I look like every cartoon's shorthand for "deranged maniac"!
sigerson: (Default)
(Aside: Jeez, not on LJ for 24 hours yet and already posted three times)

Mr.TheMan and I just finished watching The Kingdom (first four eps). AAaaAAaaAaaaAAA, to quote Homsar. Not for the faint of heart, or those easily disturbed by blood. It's a Danish series directed by Lars von Trier, set in a hospital where the bizarre hauntings take second priority to the bizarre politicking in the staff. There's a little girl with a bell who cries in the elevator shaft. And that's the most normal bit. The ambulance that doesn't respond...the endless basement hallways...the spare head...

I don't know how well I'll sleep tonight.
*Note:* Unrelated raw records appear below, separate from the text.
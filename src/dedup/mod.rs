// SPDX-FileCopyrightText: 2026 ArcheBase
//
// SPDX-License-Identifier: MulanPSL-2.0

//! Cross-version type deduplication.
//!
//! Compares a "current" and a "next" type graph of the same schema family
//! and decides, for every type of "next", whether it can be re-exported
//! from "current" or must be redefined. Shapes are compared structurally;
//! doc text does not count. A type that references a redefined type is
//! itself redefined, transitively, even if its own shape is unchanged.

use std::collections::{HashMap, VecDeque};
use std::fmt;

use serde::Serialize;
use tracing::debug;

use crate::schema::TypeGraph;

/// Why a type has to be redefined.
#[derive(Debug, Clone, PartialEq, Eq, Serialize)]
#[serde(tag = "reason", content = "dependency", rename_all = "snake_case")]
pub enum ChangeReason {
    /// Not present in "current"
    New,
    /// Shape differs from "current"
    Modified,
    /// References a redefined type
    DependsOn(String),
}

impl fmt::Display for ChangeReason {
    fn fmt(&self, f: &mut fmt::Formatter<'_>) -> fmt::Result {
        match self {
            ChangeReason::New => write!(f, "new"),
            ChangeReason::Modified => write!(f, "modified"),
            ChangeReason::DependsOn(name) => write!(f, "depends on {name}"),
        }
    }
}

/// Decision for one type of "next".
#[derive(Debug, Clone, PartialEq, Eq, Serialize)]
#[serde(tag = "decision", rename_all = "snake_case")]
pub enum Decision {
    /// Re-export the "current" definition
    Unchanged,
    /// Emit the "next" definition
    Changed {
        /// Why
        #[serde(flatten)]
        reason: ChangeReason,
    },
}

impl Decision {
    /// Check if the type must be redefined.
    pub fn is_changed(&self) -> bool {
        matches!(self, Decision::Changed { .. })
    }
}

/// A type name with its decision.
#[derive(Debug, Clone, PartialEq, Eq, Serialize)]
pub struct TypeDecision {
    /// Type name
    pub name: String,
    /// Decision
    #[serde(flatten)]
    pub decision: Decision,
}

/// Outcome of comparing two graphs.
#[derive(Debug, Clone, PartialEq, Eq, Serialize)]
pub struct DedupResult {
    /// One decision per type of "next", in declaration order
    pub decisions: Vec<TypeDecision>,
    /// Every type of "next", always regenerated
    pub type_enum: Vec<String>,
    /// Types of "current" that "next" no longer has
    pub removed: Vec<String>,
}

impl DedupResult {
    /// Look up the decision for a type.
    pub fn decision(&self, name: &str) -> Option<&Decision> {
        self.decisions
            .iter()
            .find(|d| d.name == name)
            .map(|d| &d.decision)
    }

    /// Types re-exported from "current".
    pub fn unchanged(&self) -> Vec<&str> {
        self.decisions
            .iter()
            .filter(|d| !d.decision.is_changed())
            .map(|d| d.name.as_str())
            .collect()
    }

    /// Types to redefine, with their reasons.
    pub fn changed(&self) -> Vec<(&str, &ChangeReason)> {
        self.decisions
            .iter()
            .filter_map(|d| match &d.decision {
                Decision::Changed { reason } => Some((d.name.as_str(), reason)),
                Decision::Unchanged => None,
            })
            .collect()
    }
}

impl fmt::Display for DedupResult {
    fn fmt(&self, f: &mut fmt::Formatter<'_>) -> fmt::Result {
        let unchanged = self.unchanged();
        let changed = self.changed();
        writeln!(f, "Re-exported unchanged ({}):", unchanged.len())?;
        for name in &unchanged {
            writeln!(f, "  {name}")?;
        }
        writeln!(f, "Redefined ({}):", changed.len())?;
        for (name, reason) in &changed {
            writeln!(f, "  {name} ({reason})")?;
        }
        if !self.removed.is_empty() {
            writeln!(f, "Removed ({}):", self.removed.len())?;
            for name in &self.removed {
                writeln!(f, "  {name}")?;
            }
        }
        writeln!(f, "Type enum ({}):", self.type_enum.len())?;
        for name in &self.type_enum {
            writeln!(f, "  {name}")?;
        }
        Ok(())
    }
}

/// Decide which types of `next` must be redefined relative to `curr`.
pub fn deduplicate(curr: &TypeGraph, next: &TypeGraph) -> DedupResult {
    let mut decisions: Vec<TypeDecision> = next
        .definitions()
        .iter()
        .map(|def| {
            let decision = match curr.get(&def.name) {
                None => Decision::Changed {
                    reason: ChangeReason::New,
                },
                Some(old) if !old.same_shape(def) => Decision::Changed {
                    reason: ChangeReason::Modified,
                },
                Some(_) => Decision::Unchanged,
            };
            TypeDecision {
                name: def.name.clone(),
                decision,
            }
        })
        .collect();

    // Positions match next.definitions().
    let mut queue: VecDeque<String> = decisions
        .iter()
        .filter(|d| d.decision.is_changed())
        .map(|d| d.name.clone())
        .collect();
    let position: HashMap<&str, usize> = next
        .definitions()
        .iter()
        .enumerate()
        .map(|(i, d)| (d.name.as_str(), i))
        .collect();

    while let Some(changed) = queue.pop_front() {
        for dependent in next.dependents(&changed) {
            let Some(&i) = position.get(dependent) else {
                continue;
            };
            if decisions[i].decision.is_changed() {
                continue;
            }
            debug!(
                context = "dedup",
                type_name = dependent,
                dependency = %changed,
                "Unchanged type redefined through a dependency"
            );
            decisions[i].decision = Decision::Changed {
                reason: ChangeReason::DependsOn(changed.clone()),
            };
            queue.push_back(dependent.to_string());
        }
    }

    let removed = curr
        .names()
        .filter(|name| !next.contains(name))
        .map(str::to_string)
        .collect();
    let type_enum = next.names().map(str::to_string).collect();

    DedupResult {
        decisions,
        type_enum,
        removed,
    }
}

#[cfg(test)]
mod tests {
    use super::*;
    use crate::schema::{Field, FieldType, PrimitiveType, TypeDefinition, TypeNode};

    fn int() -> FieldType {
        FieldType::Primitive(PrimitiveType::Int)
    }

    fn strukt(name: &str, fields: Vec<(&str, FieldType)>) -> TypeDefinition {
        TypeDefinition::new(
            name,
            TypeNode::Struct {
                fields: fields
                    .into_iter()
                    .map(|(n, t)| Field::new(n, t))
                    .collect(),
            },
        )
    }

    fn curr() -> TypeGraph {
        TypeGraph::new(vec![
            strukt("X", vec![("a", int())]),
            strukt("Y", vec![("x", FieldType::named("X"))]),
            strukt("Z", vec![("y", FieldType::named("Y"))]),
            strukt("W", vec![("b", int())]),
        ])
        .unwrap()
    }

    #[test]
    fn test_identical_graphs() {
        let result = deduplicate(&curr(), &curr());
        assert!(result.changed().is_empty());
        assert_eq!(result.unchanged(), vec!["X", "Y", "Z", "W"]);
        assert_eq!(result.type_enum, vec!["X", "Y", "Z", "W"]);
    }

    #[test]
    fn test_change_propagates_to_dependents() {
        let next = TypeGraph::new(vec![
            strukt("X", vec![("a", int()), ("c", int())]),
            strukt("Y", vec![("x", FieldType::named("X"))]),
            strukt("Z", vec![("y", FieldType::named("Y"))]),
            strukt("W", vec![("b", int())]),
        ])
        .unwrap();
        let result = deduplicate(&curr(), &next);
        assert_eq!(
            result.decision("X"),
            Some(&Decision::Changed {
                reason: ChangeReason::Modified
            })
        );
        assert_eq!(
            result.decision("Y"),
            Some(&Decision::Changed {
                reason: ChangeReason::DependsOn("X".into())
            })
        );
        assert_eq!(
            result.decision("Z"),
            Some(&Decision::Changed {
                reason: ChangeReason::DependsOn("Y".into())
            })
        );
        assert_eq!(result.unchanged(), vec!["W"]);
    }

    #[test]
    fn test_leaf_change_is_minimal() {
        let next = TypeGraph::new(vec![
            strukt("X", vec![("a", int())]),
            strukt("Y", vec![("x", FieldType::named("X"))]),
            strukt("Z", vec![("y", FieldType::named("Y"))]),
            strukt("W", vec![("b", FieldType::Primitive(PrimitiveType::Hyper))]),
        ])
        .unwrap();
        let result = deduplicate(&curr(), &next);
        assert_eq!(result.changed().len(), 1);
        assert_eq!(result.changed()[0].0, "W");
    }

    #[test]
    fn test_doc_only_change_is_unchanged() {
        let mut defs = curr().definitions().to_vec();
        defs[0].doc = Some("Reworded".into());
        let result = deduplicate(&curr(), &TypeGraph::new(defs).unwrap());
        assert!(result.changed().is_empty());
    }

    #[test]
    fn test_new_and_removed() {
        let next = TypeGraph::new(vec![
            strukt("X", vec![("a", int())]),
            strukt("V", vec![("x", FieldType::named("X"))]),
        ])
        .unwrap();
        let result = deduplicate(&curr(), &next);
        assert_eq!(
            result.decision("V"),
            Some(&Decision::Changed {
                reason: ChangeReason::New
            })
        );
        assert_eq!(result.removed, vec!["Y", "Z", "W"]);
        assert_eq!(result.type_enum, vec!["X", "V"]);
    }

    #[test]
    fn test_report_and_json() {
        let next = TypeGraph::new(vec![
            strukt("X", vec![("a", FieldType::Primitive(PrimitiveType::Bool))]),
            strukt("Y", vec![("x", FieldType::named("X"))]),
            strukt("Z", vec![("y", FieldType::named("Y"))]),
            strukt("W", vec![("b", int())]),
        ])
        .unwrap();
        let result = deduplicate(&curr(), &next);
        let text = result.to_string();
        assert!(text.contains("Re-exported unchanged (1):\n  W\n"));
        assert!(text.contains("  Y (depends on X)\n"));

        let json = serde_json::to_value(&result).unwrap();
        assert_eq!(json["decisions"][0]["decision"], "changed");
        assert_eq!(json["decisions"][0]["reason"], "modified");
        assert_eq!(json["decisions"][1]["reason"], "depends_on");
        assert_eq!(json["decisions"][1]["dependency"], "X");
        assert_eq!(json["decisions"][3]["decision"], "unchanged");
    }
}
It's also the best combination of horror and humor--even farce--that I've ever witnessed. Not just the uneasy laugh of "oh my god, he's not really going in the basement, is he?", but back and forth between grotesquerie, drama, and the ludicrosities (new word! yay!) of management. Plus, the manager might be a complete incompetent--or he might be the most devious manipulator in the whole hospital.

Stephen King's supposed to be rewriting the series for American release. All props to Mr. King, but I have no idea how he'll do it and not suck.